The mesopelagic zone is sometimes called the "twilight zone" of the ocean. This area is bordered by the photic zone above, and the darkness below. It's in this zone where you start to see bioluminescence on all sorts of animals. From this point on down, food becomes something of a scarcity and some animals migrate up to the surface at night to feed. The rest rely on food that falls down from above, as well as eating each other. Because sometimes the only things to eat may be bigger than the hunter, many animals have developed long sharp teeth, and expandable jaws and stomachs. If you scroll down, you'll see a few of the animals from these depths. 

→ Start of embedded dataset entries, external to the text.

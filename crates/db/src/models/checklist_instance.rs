//! Checklist instance, item response and query models.

use grua_core::checklist::{ResponseCheck, ResponseStatus};
use grua_core::types::{Date, DbId, Timestamp};
use serde::{Deserialize, Serialize};
use sqlx::FromRow;
use ts_rs::TS;
use validator::Validate;

use crate::models::remediation::Remediation;

/// A row from the `checklist_instances` table.
#[derive(Debug, Clone, FromRow, Serialize, TS)]
#[serde(rename_all = "camelCase")]
#[ts(export)]
pub struct ChecklistInstance {
    pub id: DbId,
    pub model_id: DbId,
    pub subject_id: DbId,
    pub site_id: DbId,
    pub inspection_date: Date,
    pub responsible_party_id: DbId,
    pub is_finalized: bool,
    pub finalized_at: Option<Timestamp>,
    pub created_at: Timestamp,
    pub updated_at: Timestamp,
}

/// Request body for `POST /checklist-instances`.
#[derive(Debug, Clone, Deserialize)]
#[serde(rename_all = "camelCase")]
pub struct CreateChecklistInstance {
    pub model_id: DbId,
    pub subject_id: DbId,
    pub site_id: DbId,
    pub date: Date,
    /// Defaults to the authenticated caller when omitted.
    pub responsible_party_id: Option<DbId>,
}

/// Repository input for materialization, with the responsible party resolved.
#[derive(Debug, Clone)]
pub struct MaterializeInstance {
    pub model_id: DbId,
    pub subject_id: DbId,
    pub site_id: DbId,
    pub inspection_date: Date,
    pub responsible_party_id: DbId,
}

/// A materialized draft: the instance plus its response skeleton.
#[derive(Debug, Clone, Serialize, TS)]
#[serde(rename_all = "camelCase")]
#[ts(export)]
pub struct MaterializedInstance {
    #[serde(flatten)]
    pub instance: ChecklistInstance,
    pub responses: Vec<ItemResponse>,
}

/// A row from the `item_responses` table.
#[derive(Debug, Clone, FromRow, Serialize, TS)]
#[serde(rename_all = "camelCase")]
#[ts(export)]
pub struct ItemResponse {
    pub id: DbId,
    pub instance_id: DbId,
    pub item_id: DbId,
    #[sqlx(try_from = "Option<String>")]
    pub status: ResponseStatus,
    pub note: Option<String>,
    pub created_at: Timestamp,
    pub updated_at: Timestamp,
}

/// Remediation fields supplied while editing a draft response.
#[derive(Debug, Clone, Serialize, Deserialize, Validate)]
#[serde(rename_all = "camelCase")]
pub struct RemediationInput {
    #[validate(length(max = 10000, message = "Action plan must not exceed 10000 characters"))]
    pub action_plan: String,
    pub responsible_party_id: Option<DbId>,
    pub due_date: Option<Date>,
}

/// Request body for `PATCH /checklist-instances/{id}/responses/{item_id}`.
#[derive(Debug, Clone, Serialize, Deserialize, Validate)]
#[serde(rename_all = "camelCase")]
pub struct UpdateResponse {
    pub status: ResponseStatus,
    #[validate(length(max = 10000, message = "Note must not exceed 10000 characters"))]
    pub note: Option<String>,
    #[validate(nested)]
    pub remediation: Option<RemediationInput>,
}

/// A response joined with its item definition, used for detail views.
#[derive(Debug, Clone, FromRow)]
pub struct ResponseItemRow {
    pub id: DbId,
    pub item_id: DbId,
    pub ordinal: i32,
    pub category: String,
    pub description: String,
    pub is_mandatory: bool,
    pub allows_attachment: bool,
    #[sqlx(try_from = "Option<String>")]
    pub status: ResponseStatus,
    pub note: Option<String>,
    pub updated_at: Timestamp,
}

/// One response in the instance detail view.
#[derive(Debug, Clone, Serialize, TS)]
#[serde(rename_all = "camelCase")]
#[ts(export)]
pub struct ResponseDetail {
    pub id: DbId,
    pub item_id: DbId,
    pub ordinal: i32,
    pub category: String,
    pub description: String,
    pub is_mandatory: bool,
    pub allows_attachment: bool,
    pub status: ResponseStatus,
    pub note: Option<String>,
    pub updated_at: Timestamp,
    pub remediation: Option<Remediation>,
}

impl ResponseDetail {
    pub fn from_parts(row: ResponseItemRow, remediation: Option<Remediation>) -> Self {
        Self {
            id: row.id,
            item_id: row.item_id,
            ordinal: row.ordinal,
            category: row.category,
            description: row.description,
            is_mandatory: row.is_mandatory,
            allows_attachment: row.allows_attachment,
            status: row.status,
            note: row.note,
            updated_at: row.updated_at,
            remediation,
        }
    }
}

/// Full instance with nested responses and remediations.
#[derive(Debug, Clone, Serialize, TS)]
#[serde(rename_all = "camelCase")]
#[ts(export)]
pub struct ChecklistInstanceDetail {
    #[serde(flatten)]
    pub instance: ChecklistInstance,
    pub model_name: String,
    pub model_version: i32,
    pub responses: Vec<ResponseDetail>,
}

/// The columns the submission rules need, one row per response.
#[derive(Debug, Clone, FromRow)]
pub struct ResponseCheckRow {
    pub item_id: DbId,
    pub ordinal: i32,
    pub is_mandatory: bool,
    #[sqlx(try_from = "Option<String>")]
    pub status: ResponseStatus,
    /// `None` when no remediation row exists.
    pub action_plan: Option<String>,
}

impl ResponseCheckRow {
    pub fn as_check(&self) -> ResponseCheck<'_> {
        ResponseCheck {
            item_id: self.item_id,
            ordinal: self.ordinal,
            is_mandatory: self.is_mandatory,
            status: self.status,
            action_plan: self.action_plan.as_deref(),
        }
    }
}

/// Filters for the instance listing. All fields are optional.
#[derive(Debug, Clone, Default)]
pub struct InstanceFilter {
    pub subject_id: Option<DbId>,
    pub site_id: Option<DbId>,
    pub date_from: Option<Date>,
    pub date_to: Option<Date>,
    pub finalized_only: bool,
}

/// One row of the instance listing.
#[derive(Debug, Clone, FromRow, Serialize, TS)]
#[serde(rename_all = "camelCase")]
#[ts(export)]
pub struct InstanceSummary {
    pub id: DbId,
    pub model_id: DbId,
    pub model_name: String,
    pub subject_id: DbId,
    pub site_id: DbId,
    pub inspection_date: Date,
    pub responsible_party_id: DbId,
    pub is_finalized: bool,
    pub finalized_at: Option<Timestamp>,
    pub created_at: Timestamp,
    pub total_items: i64,
    pub unset_count: i64,
    pub non_conforming_count: i64,
}

/// A page of instance summaries plus the total matching count.
#[derive(Debug, Clone, Serialize, TS)]
#[serde(rename_all = "camelCase")]
#[ts(export)]
pub struct InstancePage {
    pub data: Vec<InstanceSummary>,
    pub total: i64,
}

/// Crane logbook statistics for one subject.
#[derive(Debug, Clone, FromRow, Serialize, TS)]
#[serde(rename_all = "camelCase")]
#[ts(export)]
pub struct SubjectStats {
    pub subject_id: DbId,
    pub total_instances: i64,
    pub finalized_instances: i64,
    pub draft_instances: i64,
    pub non_conforming_responses: i64,
    pub open_remediations: i64,
    pub first_inspection: Option<Date>,
    pub last_inspection: Option<Date>,
    pub recent_instances: i64,
}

This fish, for fairly obvious reasons, is called the bigscale. It's head is covered in bony plates, and it has very large scales on it's body. It's found from 200m - 2000m. Many fish at this depth lack the streamlined form found in surface fish because most deepwater fish are ambush predators and rely more on surprise or lures to catch prey than on prolonged chases. This helps conserve energy in a place where food is often scarce.

 

 

 

This animals is a ctenophore (the "c" is silent), and is related to jellyfish. Ctenophores are found from the surface to great depths. They swim by pulsing eight rows of tiny hairs (cilia), and capture prey with the sticky tentacles seen trailing behind the animal. They feed on small crustaceans and fish, and many emit bioluminescent flashes to deter predators. Their cilia, when illuminated, become iridescent bands.

 

Firefly squid are one example of the many kinds of squid and octopus that live in the open ocean. The firefly squid has taken bioluminescence to another level from the ctenophore. It has three kinds of photophores, or light generating organs. The first is found on the body surface, on the siphon and on the head, the second kind are around the eyes, and the third are on the tips of the third and fourth tentacles. Although people aren't sure of the exact reasons that different animals glow, there are lots of ideas. It can be used to frighten predators, communicate with and attract others of the same species, attract prey, or illuminate the darkness to see potential prey. One cool theory is that the photophores on the underside of the animals can mimic the exact hue of the light from above in more shallow water, and thus hides the outline of the animals from view from below. This is like the way surface fish are light on the bottom and dark on top.

 

The hatchet fish is another example of a bio-luminescent animal. They have photophores under their eyes, and along the underside of their bodies. You can see them on this picture along the bottom quarter of the animal. These photophores are probably used for counter-illumination, as mentioned above. The eyes of some species point upwards, possibly to see prey that are silhouetted against the lighter water above. Hatchet fish are found from 200m to 1500m and eat small fish and crustaceans. These fish are only a few inches long.

 

These two monsters are examples of the adaptations that active hunters have undergone in the deep sea. The fish on top is the viperfish. You can easily see the large eyes, huge teeth, and wide jaw. When the jaw is open, some of the teeth point outward, so that prey is speared if it doesn't end up right in the hunter's mouth. Viperfish have a specially adapted hinged skull which is why their jaws can open so wide. They have a long dorsal fin with a lure-like photophore on the end, and have been seen hanging motionless in the water with the lure in front of their mouths waiting for prey. This way they don't have to actively hunt, and can conserve precious energy. Although they are often thought of as deep sea fish, they have been found at depths of only 80m, presumable coming up to feed at night.

 

This dragonfish shares many of the characteristics of the viperfish, namely sharp long teeth, large eyes, and a huge mouth. Both fish have very large stomachs to holds the big meals they are capable of eating. Both fish are also generally darker in colour than these specimens. One problem with bringing up fish from the deep is the damage that they have to endure from the trawls. In this picture, you can see the photophore behind the eye as a silvery circle. This placement is generally thought to help vision, and possibly to attract mates. Dragonfish are found at depths of 30m to 600m.

 

Snipe eels are another pretty crazy looking fish. When they reach their full length of up to 1.2m, they resemble a long piece of ribbon or string with a bulbous little head on the end. A curious thing about this fish is that their upper and lower jaws curve away from each other at the tips. The reason for this is that when they hunt their favorite prey, shrimp, the antennae can slip between the fish's jaws and are caught by the back-facing teeth of the eel. The meal is then worked inwards towards the mouth, and eaten.

 

Siphonophores are colonies of animals related to jellyfish, each one of which is specialized to fulfill a particular function. There are individuals that are specialists at capturing food, at digesting food, and occasionally at forming a gas filled float. The best known sipohnophore is the Portuguese Man-of War. Siphonophores with the structure of the one on the left may grow up to 10m long, and catch their prey with paralyzing stinging cells.